Sure, but this is unsustainable. If service Foo depends on myjslib v3.0.0, but service Bar needs to pull in myjslib v3.1.0, in order to make sure Foo is entirely unchanged, you'd have to add a new dependency @myjslib_v3_1_0 used only by Bar. After two years you'd have 10 unique dependencies for 10 versions of myjslib in the monorepo.
At this point you've basically replicated the dependency semantics of a multi-repo world to a monorepo, with extra cruft. This problem is already implicitly solved in a multi-repo world because each service simply declares its own dependencies.
Not exactly unsustainable considering Google has been very successful with this approach!
Any smallorg probably wants a bare monorepo, git or what have you. If you grow to the point that becomes unwieldy, you can either invest in tooling the way Google has, or be prepared to split the repo into library and project repos in a way that makes sense for what your mediumorg has grown into.
This is absolutely no different from buildings. If you had to keep every building up to date with the latest building codes, you would tear them down way way way more often.
This is a really good point and I think accurate when it comes to smaller Google endeavors. I don't think this killed Stadia, for example, but maybe Google Trips (an amazing service that I don't think many folks used and likely had few development resources assigned, or none).
You can do this with a mono, as well. However, the conceit is that "in the same repo" means you can "change them together." It is very very tempting that "went out as a single commit" means that it went out fine. Which, just isn't something you see in a multi world.
> However, the conceit is that "in the same repo" means you can
> "change them together."
In a monorepo you shouldn't be making changes to independent components in a single commit. That's how you end up being forced to roll back your change because you broke someone else's service.If you're making a backwards-incompatible change to an API then you need to:
1. Make a commit to your library to add the new functionality,
2. Send separate commits for review by other teams to update their projects' code,
3. Wait for them to be approved and merged in, then merge a final cleanup commit.
If your repository is designed to enable a single commit to touch multiple independent projects then it's not a monorepo, it's just a single-project repo with unclear API and ownership boundaries.
In my experience with software projects, this is very much not the case.

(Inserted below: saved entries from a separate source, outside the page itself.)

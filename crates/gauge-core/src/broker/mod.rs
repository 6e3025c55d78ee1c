//! Fetch orchestration across competing statusline processes.
//!
//! Every statusline invocation is a fresh short-lived process, and several
//! sessions may render at once. The broker makes the group behave like one
//! well-mannered client: fresh cache wins over a refetch, failures arm a
//! per-category cooldown, metered sources are serialized behind advisory
//! locks, and derived sources consume whatever resolved earlier in the same
//! cycle. Any process can run a cycle; the cache document is the only
//! coordination surface besides the lock files.

pub mod errors;
pub mod registry;
pub mod runner;
pub mod sources;
pub mod types;

pub use errors::{BrokerError, FetchError};
pub use registry::{register_session, session};
pub use sources::default_sources;
pub use types::{
    Aggregate, CycleOutcome, CycleStep, FetchContext, SessionRecord, Source, SourceId, StepAction,
};

use std::collections::BTreeMap;

use uuid::Uuid;

use crate::cache::{CacheEntry, CacheError, CacheStore, SourceData};
use crate::clock;
use crate::freshness::{self, CooldownStore};
use crate::intent;
use crate::lock::{self, LockError};
use gauge_config::GaugeConfig;
use gauge_paths::GaugePaths;

pub struct Broker {
    config: GaugeConfig,
    paths: GaugePaths,
    sources: Vec<Box<dyn Source>>,
}

impl Broker {
    pub fn new(config: GaugeConfig, paths: GaugePaths) -> Self {
        Self::with_sources(config, paths, sources::default_sources())
    }

    pub fn with_sources(
        config: GaugeConfig,
        paths: GaugePaths,
        sources: Vec<Box<dyn Source>>,
    ) -> Self {
        Self {
            config,
            paths,
            sources,
        }
    }

    pub fn config(&self) -> &GaugeConfig {
        &self.config
    }

    pub fn paths(&self) -> &GaugePaths {
        &self.paths
    }

    pub fn register_session(&self, record: &SessionRecord) -> Result<(), BrokerError> {
        registry::register_session(&self.paths, record)
    }

    pub fn session(&self, session_id: &str) -> Option<SessionRecord> {
        registry::session(&self.paths, session_id)
    }

    /// Run a refresh cycle for a previously registered session.
    pub fn refresh_by_id(&self, session_id: &str) -> Result<CycleOutcome, BrokerError> {
        let session =
            registry::session(&self.paths, session_id).ok_or_else(|| BrokerError::SessionNotFound {
                session_id: session_id.to_string(),
            })?;
        Ok(self.refresh_cycle(&session))
    }

    pub fn refresh_cycle(&self, session: &SessionRecord) -> CycleOutcome {
        self.refresh_cycle_at(clock::now_ms(), session)
    }

    /// Walk every source in tier order and bring its cached data up to date.
    ///
    /// Per source, the first gate that applies decides the step: fresh cache,
    /// unresolved dependency, active cooldown, contended lock. Only then does
    /// the fetch run. A failing source never blocks the sources after it.
    pub fn refresh_cycle_at(&self, now_ms: u64, session: &SessionRecord) -> CycleOutcome {
        let cycle_id = Uuid::new_v4().to_string();
        tracing::info!(
            event = "core.broker.cycle_started",
            cycle_id = %cycle_id,
            session_id = %session.session_id,
        );

        let store = CacheStore::open(&self.paths);
        let mut cooldowns = CooldownStore::load(&self.paths);
        let mut resolved = self.seed_from_cache(now_ms, session, &store);

        let mut order: Vec<&dyn Source> = self.sources.iter().map(|source| source.as_ref()).collect();
        order.sort_by_key(|source| source.tier());

        let mut steps = Vec::with_capacity(order.len());
        for source in order {
            let id = source.id();

            let action = if resolved.contains_key(&id) {
                StepAction::SkippedFresh
            } else if let Some(dep) = source
                .dependencies()
                .iter()
                .find(|dep| !resolved.contains_key(dep))
            {
                tracing::debug!(
                    event = "core.broker.dependency_unresolved",
                    source = %id,
                    dependency = %dep,
                );
                StepAction::SkippedDependency
            } else if cooldowns.cooldown_active_at(now_ms, source.category()) {
                tracing::debug!(event = "core.broker.cooldown_active", source = %id);
                StepAction::SkippedCooldown
            } else if source.category().is_metered() {
                self.fetch_metered(now_ms, session, source, &store, &mut cooldowns, &mut resolved)
            } else {
                self.fetch_once(now_ms, session, source, &store, &mut cooldowns, &mut resolved)
            };
            steps.push(CycleStep { source: id, action });
        }

        let outcome = CycleOutcome { cycle_id, steps };
        tracing::info!(
            event = "core.broker.cycle_finished",
            cycle_id = %outcome.cycle_id,
            fetched = outcome.fetched(),
            failed = outcome.failed(),
        );
        outcome
    }

    pub fn get_data(&self, session: &SessionRecord, id: SourceId) -> Option<SourceData> {
        self.get_data_at(clock::now_ms(), session, id)
    }

    /// Read one source's data for a session. Cached data is returned at any
    /// age; absence is the only miss. A session-scoped miss triggers a direct
    /// fetch so a new session is not stuck waiting for a refresh cycle, while
    /// global sources stay on the metered cycle path.
    pub fn get_data_at(
        &self,
        now_ms: u64,
        session: &SessionRecord,
        id: SourceId,
    ) -> Option<SourceData> {
        let store = CacheStore::open(&self.paths);
        let doc = store.load();
        let session_scoped = id.category().config().session_scoped;
        let cached = if session_scoped {
            doc.source_in_context(id.as_str(), &session.context_key())
        } else {
            doc.source(id.as_str())
        };
        if let Some(entry) = cached {
            return Some(entry.data.clone());
        }
        if !session_scoped {
            return None;
        }

        let source = self.sources.iter().find(|source| source.id() == id)?;
        let mut cooldowns = CooldownStore::load(&self.paths);
        let mut resolved = Aggregate::new();
        let action = if cooldowns.cooldown_active_at(now_ms, id.category()) {
            StepAction::SkippedCooldown
        } else if id.category().is_metered() {
            self.fetch_metered(
                now_ms,
                session,
                source.as_ref(),
                &store,
                &mut cooldowns,
                &mut resolved,
            )
        } else {
            self.fetch_once(
                now_ms,
                session,
                source.as_ref(),
                &store,
                &mut cooldowns,
                &mut resolved,
            )
        };
        match action {
            StepAction::Fetched | StepAction::SkippedFresh => resolved.remove(&id),
            _ => None,
        }
    }

    pub fn push_data(
        &self,
        session: &SessionRecord,
        items: Vec<(SourceId, SourceData)>,
    ) -> Result<(), CacheError> {
        self.push_data_at(clock::now_ms(), session, items)
    }

    /// Store payload-borne data directly, bypassing fetch. The statusline
    /// receives model and context data in its stdin payload; publishing it
    /// through the broker keeps every reader on the same cache document.
    pub fn push_data_at(
        &self,
        now_ms: u64,
        session: &SessionRecord,
        items: Vec<(SourceId, SourceData)>,
    ) -> Result<(), CacheError> {
        if items.is_empty() {
            return Ok(());
        }
        let mut entries = BTreeMap::new();
        for (id, data) in items {
            let mut entry = CacheEntry::new(data, now_ms);
            if id.category().config().session_scoped {
                entry = entry.with_context_key(session.context_key());
            }
            entries.insert(id.as_str().to_string(), entry);
        }
        CacheStore::open(&self.paths).update_at(now_ms, entries)?;
        Ok(())
    }

    /// Data already trustworthy at cycle start. Entries written by other
    /// processes count, which is how a dependent source can run even when
    /// its dependency was fetched elsewhere.
    fn seed_from_cache(
        &self,
        now_ms: u64,
        session: &SessionRecord,
        store: &CacheStore,
    ) -> Aggregate {
        let doc = store.load();
        let context_key = session.context_key();
        let mut resolved = Aggregate::new();
        for (key, entry) in &doc.sources {
            let Some(id) = SourceId::ALL.iter().copied().find(|id| id.as_str() == key) else {
                continue;
            };
            let category = id.category();
            if category.config().session_scoped
                && entry.context_key.as_deref() != Some(context_key.as_str())
            {
                continue;
            }
            if freshness::is_fresh_at(now_ms, Some(entry.fetched_at), category) {
                resolved.insert(id, entry.data.clone());
            }
        }
        resolved
    }

    /// Fetch behind this source's advisory lock. Contention means another
    /// process is already on it; fall back to whatever the cache holds
    /// rather than queueing up a duplicate call.
    fn fetch_metered(
        &self,
        now_ms: u64,
        session: &SessionRecord,
        source: &dyn Source,
        store: &CacheStore,
        cooldowns: &mut CooldownStore,
        resolved: &mut Aggregate,
    ) -> StepAction {
        let id = source.id();
        let token = match lock::acquire_at(now_ms, &self.paths, id.as_str()) {
            Ok(token) => token,
            Err(LockError::Held { holder_pid, .. }) => {
                tracing::debug!(
                    event = "core.broker.lock_held",
                    source = %id,
                    holder_pid = ?holder_pid,
                );
                return StepAction::SkippedLockHeld;
            }
            Err(e) => {
                tracing::warn!(
                    event = "core.broker.lock_failed",
                    source = %id,
                    error = %e,
                    message = "Failed to acquire fetch lock",
                );
                return StepAction::Failed {
                    error: e.to_string(),
                };
            }
        };

        // The lock holder we raced against may have landed this source
        let action = if let Some(data) = self.fresh_cached(now_ms, session, source, store) {
            source.merge(resolved, data);
            StepAction::SkippedFresh
        } else {
            self.fetch_once(now_ms, session, source, store, cooldowns, resolved)
        };

        if let Err(e) = token.release() {
            tracing::warn!(
                event = "core.broker.lock_release_failed",
                source = %id,
                error = %e,
            );
        }
        action
    }

    fn fresh_cached(
        &self,
        now_ms: u64,
        session: &SessionRecord,
        source: &dyn Source,
        store: &CacheStore,
    ) -> Option<SourceData> {
        let doc = store.load();
        let entry = if source.session_scoped() {
            doc.source_in_context(source.id().as_str(), &session.context_key())
        } else {
            doc.source(source.id().as_str())
        }?;
        freshness::is_fresh_at(now_ms, Some(entry.fetched_at), source.category())
            .then(|| entry.data.clone())
    }

    fn fetch_once(
        &self,
        now_ms: u64,
        session: &SessionRecord,
        source: &dyn Source,
        store: &CacheStore,
        cooldowns: &mut CooldownStore,
        resolved: &mut Aggregate,
    ) -> StepAction {
        let id = source.id();
        let fetched = {
            let ctx = FetchContext {
                session,
                config: &self.config,
                paths: &self.paths,
                now_ms,
                resolved,
            };
            source.fetch(&ctx)
        };

        match fetched {
            Ok(data) => {
                let mut entry = CacheEntry::new(data.clone(), now_ms);
                if source.session_scoped() {
                    entry = entry.with_context_key(session.context_key());
                }
                let mut entries = BTreeMap::new();
                entries.insert(id.as_str().to_string(), entry);
                if let Err(e) = store.update_at(now_ms, entries) {
                    tracing::warn!(
                        event = "core.broker.cache_write_failed",
                        source = %id,
                        error = %e,
                        message = "Failed to persist fetched data",
                    );
                }
                if let Err(e) = cooldowns.record_fetch_at(now_ms, source.category(), true) {
                    tracing::warn!(
                        event = "core.broker.cooldown_record_failed",
                        source = %id,
                        error = %e,
                    );
                }
                if let Err(e) = intent::clear(&self.paths, source.category()) {
                    tracing::warn!(
                        event = "core.broker.intent_clear_failed",
                        source = %id,
                        error = %e,
                    );
                }
                tracing::debug!(
                    event = "core.broker.source_fetched",
                    source = %id,
                    kind = data.kind(),
                );
                source.merge(resolved, data);
                StepAction::Fetched
            }
            Err(e) if e.is_missing_input() => {
                tracing::debug!(
                    event = "core.broker.input_missing",
                    source = %id,
                    reason = %e,
                );
                StepAction::SkippedMissingInput
            }
            Err(e) => {
                tracing::warn!(
                    event = "core.broker.fetch_failed",
                    source = %id,
                    error = %e,
                    message = "Source fetch failed",
                );
                if let Err(save_err) = cooldowns.record_fetch_at(now_ms, source.category(), false) {
                    tracing::warn!(
                        event = "core.broker.cooldown_record_failed",
                        source = %id,
                        error = %save_err,
                    );
                }
                StepAction::Failed {
                    error: e.to_string(),
                }
            }
        }
    }
}
use std::path::PathBuf;

#[derive(Debug, thiserror::Error)]
pub enum CacheError {
    #[error("Failed to persist cache to {path}: {source}")]
    PersistFailed {
        path: PathBuf,
        #[source]
        source: std::io::Error,
    },

    #[error("Failed to serialize cache document: {source}")]
    SerializeFailed {
        #[from]
        source: serde_json::Error,
    },
}
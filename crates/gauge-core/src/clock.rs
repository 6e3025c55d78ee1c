//! Wall-clock access shared by the state modules.
//!
//! Everything age-related works in milliseconds since the Unix epoch. Logic
//! takes an explicit `now_ms` so tests can pin time; callers use [`now_ms`].

/// Current wall-clock time in milliseconds since the Unix epoch.
pub fn now_ms() -> u64 {
    chrono::Utc::now().timestamp_millis().max(0) as u64
}

#[cfg(test)]
mod tests {
    use super::*;

    #[test]
    fn test_now_ms_is_past_2024() {
        // 2024-01-01T00:00:00Z
        assert!(now_ms() > 1_704_067_200_000);
    }
}
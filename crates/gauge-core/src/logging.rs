//! File-backed logging initialization.
//!
//! Stdout carries the rendered statusline and stderr must stay clean for the
//! host, so log output goes to a JSON file under the gauge directory. Nothing
//! is installed unless `GAUGE_LOG` is set or the caller asks for verbose; the
//! variable's value doubles as the filter (`1`/`true` mean `info`).

use std::fs;
use std::sync::Mutex;

use tracing_subscriber::EnvFilter;
use tracing_subscriber::fmt;
use tracing_subscriber::prelude::*;

use gauge_paths::GaugePaths;

/// Install the JSON file subscriber. Call once per process, before any
/// tracing output. Failures are swallowed; a broken log sink must never
/// take the statusline down.
pub fn init_logging(paths: &GaugePaths, verbose: bool) {
    let setting = std::env::var("GAUGE_LOG").ok().filter(|v| !v.is_empty());
    let filter = match setting.as_deref() {
        Some("1") | Some("true") => "info".to_string(),
        Some(other) => other.to_string(),
        None if verbose => "debug".to_string(),
        None => return,
    };

    let log_path = paths.log_file();
    if let Some(parent) = log_path.parent() {
        let _ = fs::create_dir_all(parent);
    }
    let Ok(file) = fs::OpenOptions::new()
        .create(true)
        .append(true)
        .open(&log_path)
    else {
        return;
    };

    let layer = fmt::layer()
        .json()
        .with_writer(Mutex::new(file))
        .with_target(false);

    let _ = tracing_subscriber::registry()
        .with(EnvFilter::try_new(&filter).unwrap_or_else(|_| EnvFilter::new("info")))
        .with(layer)
        .try_init();
}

It's one of the main reasons I'm such a big fan of monorepos--I have been burned way too many times by the need to make atomic commits involving separate repositories.
> Sure, but this is unsustainable. [...] After two years you'd have
> 10 unique dependencies for 10 versions of myjslib in the monorepo.
This is a social problem, and needs to be solved by a dependency management policy. Your org might decide that the entire org is only allowed to use a single version of each third-party dependency (which IMO is harsh and unhelpful), or might have a deprecation period for older versions, or might have a team dedicated to upgrading third-party deps.Note that this need for a policy exists for both mono-repo and multi-repo worlds. Handling of third-party dependencies ought to be independent of how the version control repository is structured.
> At this point you've basically replicated the dependency semantics of
> a multi-repo world to a monorepo, with extra cruft. This problem is
> already implicitly solved in a multi-repo world because each service
> simply declares its own dependencies.
The problem with the multi-repo solution is that there's no linear view of the changes. Each repo has its own independent commit graph, and questions like "does the currently deployed version of service X include dependency commit Y" become difficult or impossible to answer.That's why monorepos exist. They're not a way to force people to upgrade dependencies, and they aren't a get-out-of-jail-free card for thinking about inter-project dependencies. A monorepo lets you have a linear view of code history.
Phrased differently: many people approach monorepos as a way to force their view of dependency management on other people in their organization. The successful users of monorepos (including Google) take great efforts to let separate projects in the same repo operate independently.
you're imagining a situation and speculating up a problem that might occur in that imaginary situation. in reality, no one does the thing you said - you don't add random deps on random external javascript libraries that don't have sane versioning stories.